The amendment was defeated in 1875 but would be the model incorporated into 34 state constitutions over the next three decades. They have come down to us today. “Thirty-one states presently have Blaine amendments, or amendments derived from the Blaine formula, in their constitutions forbidding state aid to Catholic schools.”24 These “Blaine amendments” are clearly illegal under the Federal constitution. Drafted on the basis of anti-Catholic prejudice, they are aimed at a single class of citizens. The “protestant paranoia fueled by waves of Catholic immigration to the U.S. beginning in the mid-nineteenth century, cannot form the basis of a stable constitutional principle. And the stability of the principle has been undermined by the amelioration of those concerns. From the advent of publicly supported, compulsory education until very recently, aid to sectarian schools primarily meant aid to Catholic schools as an enterprise to rival publicly supported, essentially Protestant schools.”25

Historian David O’Brien concluded that with the Blaine amendments to state constitutions, “the outcome of the great Bible war, then, was forecast in the New York fight four decades earlier: the secularization of public education and the ban on aid to church-sponsored schools.”26 But the reality in the 19th century and virtually the first half of the twentieth century was far different. As noted above, the New York battle did not end Bible reading or Protestant services in public schools in New York City. Long after states adopted Blaine Amendments – well into the 20th century – public schools routinely conducted such services and identified themselves by a generically Christian environment. They would only begin to become secularized, and then only in urban America, in the 1930s with the influx of the new professional public educators inculcated with the teaching philosophy of John Dewey. Even at that point, the impetus for such secularization came from the teaching community and not through judicial or legislative mandate.

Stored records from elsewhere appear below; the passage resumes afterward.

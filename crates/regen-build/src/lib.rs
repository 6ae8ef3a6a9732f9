//! regen build engine
//!
//! Rebuilds the binary assets of a cartridge project from their sources:
//! - Build description reading (Makefile subset) into a target graph
//! - Level-wise layering of the graph
//! - Wave scheduling of each layer on a bounded worker pool
//! - Dispatch of recipe commands to built-in handlers and external tools
//! - Two-root path resolution: read-only sources, writable outputs
//! - Recursive derivation of graphics inputs and direct-include materialization

pub mod asset;
pub mod builder;
pub mod command;
pub mod dispatch;
pub mod env;
pub mod error;
pub mod exec;
pub mod graph;
pub mod include;
pub mod makefile;
pub mod resolve;
pub mod scheduler;
pub mod stale;

// Re-export main types
pub use asset::{AssetKind, AudioRules, IgnoreList};
pub use builder::{BuildConfig, BuildReport, BuildStats, Builder};
pub use command::{Command, CommandKind, ToolKind};
pub use dispatch::{Dispatcher, Outcome, ResolveChain};
pub use env::{Environment, MAKE_VAR};
pub use error::{BuildError, BuildResult};
pub use exec::{ProcessRunner, ToolOutput, Toolchain};
pub use graph::{Rule, Target, TargetGraph, TargetGraphProvider};
pub use include::{read_include_list, IncludeMaterializer, IncludeStats};
pub use makefile::MakefileProvider;
pub use resolve::{PathResolver, Resolved};
pub use scheduler::{FixedTargets, WaveScheduler, WaveStats};
pub use stale::is_stale;
impl Dispatcher {
    /// Create a dispatcher
    pub fn new(resolver: PathResolver, toolchain: Toolchain, runner: ProcessRunner) -> Self {
        Self {
            resolver,
            toolchain,
            runner,
            locks: OutputLocks::new(),
        }
    }

    pub fn resolver(&self) -> &PathResolver {
        &self.resolver
    }

    /// Dispatch the single command of `target`, from the source root
    pub fn dispatch_target(&self, target: &Target) -> BuildResult<Outcome> {
        let Some(line) = target.command_line()? else {
            debug!("{}: dependency-only rule", target.name);
            return Ok(Outcome::NoCommand);
        };
        let command = Command::parse(&target.name, line)?;
        let chain = ResolveChain::new().enter(&target.name)?;
        self.dispatch(
            &target.name,
            command.argv,
            self.resolver.source_root(),
            &chain,
        )
    }

    /// Dispatch an argument vector on behalf of `target`, in `cwd`
    pub fn dispatch(
        &self,
        target: &str,
        argv: Vec<String>,
        cwd: &Path,
        chain: &ResolveChain,
    ) -> BuildResult<Outcome> {
        let command = Command::from_argv(target, argv)?;
        let args = command.args();

        match command.kind {
            CommandKind::Concat => self.concat(target, args, chain),
            CommandKind::Tool(tool) => match tool {
                ToolKind::GraphicsConvert | ToolKind::FontRasterize => {
                    self.convert(target, tool, args, cwd, chain)
                }
                ToolKind::JsonProcess => self.json_process(target, args, cwd, chain),
                ToolKind::MapJsonProcess => self.map_json(target, args, cwd, chain),
                ToolKind::AudioConvert => self.audio_convert(target, args, cwd, chain),
                ToolKind::MidiConvert => self.midi_convert(target, args, cwd),
            },
            CommandKind::ChangeDir => self.change_dir(target, args, cwd, chain),
            CommandKind::Delegate => {
                info!("Skipping make target {}", target);
                Ok(Outcome::Delegated)
            }
        }
    }

    /// Resolve an input `target` cannot be built without, deriving it first if needed
    pub fn require_input(
        &self,
        target: &str,
        name: &str,
        chain: &ResolveChain,
    ) -> BuildResult<PathBuf> {
        if let Some(path) = self.resolve_settled(name) {
            return Ok(path);
        }
        if !is_derivable(name) {
            return Err(BuildError::missing_source(target, name));
        }
        self.materialize(name, &BTreeMap::new(), chain)?;
        self.resolver.require(target, name)
    }

    /// Produce a derivable asset with the graphics converter, without a rule
    ///
    /// The source is the first candidate for the asset kind that resolves at
    /// either root. When none does, the first derivable candidate is built
    /// recursively with empty variables. `GFX_OPTS` from `variables` is split
    /// on whitespace and appended to the converter arguments.
    pub fn materialize(
        &self,
        name: &str,
        variables: &BTreeMap<String, String>,
        chain: &ResolveChain,
    ) -> BuildResult<Outcome> {
        let chain = chain.enter(name)?;
        let (base, kind) = AssetKind::of(name)
            .ok_or_else(|| BuildError::malformed(name, "not a derivable asset"))?;
        let candidates = kind.source_candidates(base);
        let source = self.select_source(name, &candidates, &chain)?;

        let options: Vec<&str> = variables
            .get(GFX_OPTS_VAR)
            .map(|opts| opts.split_whitespace().collect())
            .unwrap_or_default();

        let tool = ToolKind::GraphicsConvert;
        let cwd = self.resolver.source_root();
        self.produce(name, std::slice::from_ref(&source), |dst| {
            let mut args = vec![source.clone().into_os_string(), dst.into()];
            args.extend(options.iter().map(OsString::from));
            self.run_tool(tool, args, cwd)
        })
    }

    fn select_source(
        &self,
        name: &str,
        candidates: &[String],
        chain: &ResolveChain,
    ) -> BuildResult<PathBuf> {
        for candidate in candidates {
            if let Some(path) = self.resolve_settled(candidate) {
                return Ok(path);
            }
        }

        let derivable = candidates.iter().find(|candidate| is_derivable(candidate));
        match derivable {
            Some(candidate) => {
                debug!("{}: deriving missing source {}", name, candidate);
                self.materialize(candidate, &BTreeMap::new(), chain)?;
                self.resolver.require(name, candidate)
            }
            None => Err(BuildError::missing_source(
                name,
                candidates.first().map(String::as_str).unwrap_or(name),
            )),
        }
    }

    /// Produce a sound blob from the `.aif` sample next to it
    pub fn build_audio(&self, name: &str, source: &Path, compress: bool) -> BuildResult<Outcome> {
        let cwd = self.resolver.source_root();
        self.produce(name, &[source.to_path_buf()], |dst| {
            let mut args = vec![source.as_os_str().to_owned(), dst.into()];
            if compress {
                args.push("--compress".into());
            }
            self.run_tool(ToolKind::AudioConvert, args, cwd)
        })
    }

    /// Copy a source-root file verbatim into the output root
    pub fn copy_source(&self, name: &str) -> BuildResult<Outcome> {
        let source = self.resolver.source_root().join(name);
        self.produce(name, &[source.clone()], |dst| {
            fs::copy(&source, dst).map_err(|e| BuildError::io(&source, e))?;
            Ok(())
        })
    }

    /// Resolve `name` once no producer holds its output lock
    fn resolve_settled(&self, name: &str) -> Option<PathBuf> {
        let lock = self.locks.lock_for(name);
        let _guard = lock.lock().unwrap_or_else(PoisonError::into_inner);
        self.resolver.resolve(name).into_path()
    }

    /// Stale-check `output` against `inputs` and run `build` under its lock
    fn produce<F>(&self, output: &str, inputs: &[PathBuf], build: F) -> BuildResult<Outcome>
    where
        F: FnOnce(&Path) -> BuildResult<()>,
    {
        let lock = self.locks.lock_for(output);
        let _guard = lock.lock().unwrap_or_else(PoisonError::into_inner);

        let dst = self.resolver.output_path(output)?;
        if !is_stale(&dst, inputs) {
            debug!("{} is up to date", output);
            return Ok(Outcome::UpToDate);
        }

        build(&dst)?;
        info!("Built {}", output);
        Ok(Outcome::Built)
    }

    fn run_tool(&self, tool: ToolKind, args: Vec<OsString>, cwd: &Path) -> BuildResult<()> {
        let program = self.toolchain.executable(tool);
        let output = self.runner.run(tool.identity(), &program, args, cwd)?;
        if !output.stdout.is_empty() {
            info!(tool = %output.tool, "{}", output.stdout);
        }
        debug!(
            tool = %output.tool,
            "finished in {:.3}s",
            output.duration.as_secs_f64()
        );
        Ok(())
    }

    /// `cat a b … > out`
    fn concat(&self, target: &str, args: &[String], chain: &ResolveChain) -> BuildResult<Outcome> {
        let (names, output) = parse_redirect(target, args)?;
        let sources = names
            .iter()
            .map(|name| self.require_input(target, name, chain))
            .collect::<BuildResult<Vec<_>>>()?;

        self.produce(output, &sources, |dst| {
            let mut out = File::create(dst).map_err(|e| BuildError::io(dst, e))?;
            for source in &sources {
                let mut input = File::open(source).map_err(|e| BuildError::io(source, e))?;
                io::copy(&mut input, &mut out).map_err(|e| BuildError::io(source, e))?;
            }
            out.flush().map_err(|e| BuildError::io(dst, e))
        })
    }

    /// `<tool> <src> <dst> [opts…]`
    fn convert(
        &self,
        target: &str,
        tool: ToolKind,
        args: &[String],
        cwd: &Path,
        chain: &ResolveChain,
    ) -> BuildResult<Outcome> {
        let [src, dst, options @ ..] = args else {
            return Err(arity(target, tool, "<src> <dst> [options...]"));
        };
        let source = self.require_input(target, src, chain)?;

        self.produce(dst, std::slice::from_ref(&source), |out| {
            let mut argv = vec![source.clone().into_os_string(), out.into()];
            argv.extend(options.iter().map(OsString::from));
            self.run_tool(tool, argv, cwd)
        })
    }

    /// `<tool> <a> <b> <dst>`
    fn json_process(
        &self,
        target: &str,
        args: &[String],
        cwd: &Path,
        chain: &ResolveChain,
    ) -> BuildResult<Outcome> {
        let tool = ToolKind::JsonProcess;
        let [first, second, dst, rest @ ..] = args else {
            return Err(arity(target, tool, "<json> <template> <dst>"));
        };
        let inputs = vec![
            self.require_input(target, first, chain)?,
            self.require_input(target, second, chain)?,
        ];

        self.produce(dst, &inputs, |out| {
            let mut argv: Vec<OsString> =
                inputs.iter().map(|p| p.clone().into_os_string()).collect();
            argv.push(out.into());
            argv.extend(rest.iter().map(OsString::from));
            self.run_tool(tool, argv, cwd)
        })
    }

    /// `<tool> <mode> <game> <src> …`, always run
    fn map_json(
        &self,
        target: &str,
        args: &[String],
        cwd: &Path,
        chain: &ResolveChain,
    ) -> BuildResult<Outcome> {
        let tool = ToolKind::MapJsonProcess;
        let [mode, game, src, rest @ ..] = args else {
            return Err(arity(target, tool, "<mode> <game> <src> ..."));
        };
        let source = self.require_input(target, src, chain)?;

        let mut argv = vec![OsString::from(mode), OsString::from(game), source.into()];
        argv.extend(rest.iter().map(OsString::from));
        self.run_tool(tool, argv, cwd)?;
        info!("Built {}", target);
        Ok(Outcome::Built)
    }

    /// `<tool> <src> <dst> [--compress]`
    fn audio_convert(
        &self,
        target: &str,
        args: &[String],
        cwd: &Path,
        chain: &ResolveChain,
    ) -> BuildResult<Outcome> {
        let tool = ToolKind::AudioConvert;
        let [src, dst, flags @ ..] = args else {
            return Err(arity(target, tool, "<src> <dst> [--compress]"));
        };
        let source = self.require_input(target, src, chain)?;

        self.produce(dst, std::slice::from_ref(&source), |out| {
            let mut argv = vec![source.clone().into_os_string(), out.into()];
            argv.extend(flags.iter().map(OsString::from));
            self.run_tool(tool, argv, cwd)
        })
    }

    /// `<tool> <src> [opts…]`, with `src` relative to the working directory
    ///
    /// The converter picks its own output location, so the target is checked
    /// for freshness at the output root but never locked or created here.
    fn midi_convert(&self, target: &str, args: &[String], cwd: &Path) -> BuildResult<Outcome> {
        let tool = ToolKind::MidiConvert;
        let [src, ..] = args else {
            return Err(arity(target, tool, "<src> [options...]"));
        };

        let source = cwd.join(src);
        if !source.exists() {
            if self.resolver.resolve(target).is_found() {
                debug!("{}: {} absent, output already present", target, src);
                return Ok(Outcome::UpToDate);
            }
            return Err(BuildError::missing_source(target, src));
        }

        let output = self.resolver.output_location(target);
        if !is_stale(&output, &[source]) {
            debug!("{} is up to date", target);
            return Ok(Outcome::UpToDate);
        }

        self.run_tool(tool, args.iter().map(OsString::from).collect(), cwd)?;
        info!("Built {}", target);
        Ok(Outcome::Built)
    }

    /// `cd <dir> && <command…>`
    fn change_dir(
        &self,
        target: &str,
        args: &[String],
        cwd: &Path,
        chain: &ResolveChain,
    ) -> BuildResult<Outcome> {
        let [dir, rest @ ..] = args else {
            return Err(BuildError::malformed(
                target,
                "expected cd <dir> && <command>",
            ));
        };

        let new_cwd = cwd.join(dir);
        if !new_cwd.is_dir() {
            return Err(BuildError::missing_source(target, dir));
        }

        match rest {
            [and, command @ ..] if and == "&&" && !command.is_empty() => {
                self.dispatch(target, command.to_vec(), &new_cwd, chain)
            }
            _ => Err(BuildError::malformed(
                target,
                "expected '&&' and a command after cd <dir>",
            )),
        }
    }
}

Blaine Amendments themselves were squarely aimed at Catholic schools and never interpreted to apply to public schools that were viewed as legitimately Protestant and reflecting that “Protestant hegemony.” “Court decisions of the late 19th and early 20th century demonstrate well the targets of Blaine Amendments. They routinely held that the prohibition on funding ‘sectarian’ schools did not prohibit funding public schools that were religious, only schools with religions that conflicted with the common Protestant hegemony. As one court observed, ‘It is said that the King James Bible is proscribed by Roman Catholic authority; but proscription cannot make that sectarian which is not actually so.”27 That ruling was by a Colorado court in 1927. In a 1903 Nebraska court ruling it was stated that state constitutional prohibition against sectarian instruction “cannot, under any canon of construction which we are acquainted, be held to mean that neither the Bible, nor any part of it, from Genesis to Revelation, may be read in the educational institutions fostered by the state.”28

In general, the Courts paid little attention to Catholic schools themselves. As long as the Church was not attempting to secure the use of public funds, the schools were left alone by the judiciary. However, in 1922 the state of Oregon, under Ku Klux Klan pressure, passed a law requiring that all children between the ages of eight and sixteen attend the public schools. The law was challenged by the nuns who operated Catholic schools in Oregon. The case ultimately made it to the Supreme Court. It declared the law unconstitutional. If nothing else, it guaranteed that at least Catholic schools were allowed to exist as it affirmed “the liberty of parents and guardians to direct the upbringing and education of children under their control.”29 In 1949, Father William McManus appeared before the House Committee on Education and argued that “every school to which parents may send their children in compliance with the compulsory education laws of the State is entitled to a fair share of the tax funds.” He stated that in accordance with the 1925 decision in Oregon, parental rights of choice in education had to be both respected and protected.30

After World War II Catholics had once again begun to seek public aid for schools while, concurrently, the public schools themselves began the movement from essentially Protestant entities to secular institutions. The secularization of public schools in the second half of the 20th century is not germane to this report except to note that this was not simply a result of mandates from the courts. For well over a century, courts had routinely ruled in favor of the generally Protestant nature of the free public school system and assumed that the meaning of “sectarian” referred specifically to Catholic schools. The secularization of public schools was far more a result of new educational theories and the judicial activism of later courts.

In the post-war years, the Supreme Court began to move aggressively to apply the Establishment Clause to issues of school funding and to base their findings on the “sectarian” nature of the entities involved. In Everson v. Board of Education in 1947, the Court upheld the constitutionality of a New Jersey law allowing free school bus transportation for parochial school students. Yet the Everson decision was critical. “For the first time, the Supreme Court read into the due process clause of the Fourteenth Amendment the First Amendment’s non-establishment clause.” While the busing statute was upheld because the primary beneficiary was the children, opinions “in the case set the direction for the future.”31 In applying the Establishment Clause, the Court moved quickly to complete the secularization of public schools so enamored by the new class of professional educators. At the same time, the “sectarian” – or Catholic – nature of a private institution was the determining factor in rejecting any public aid, even when such aid was directed to the children or the parents.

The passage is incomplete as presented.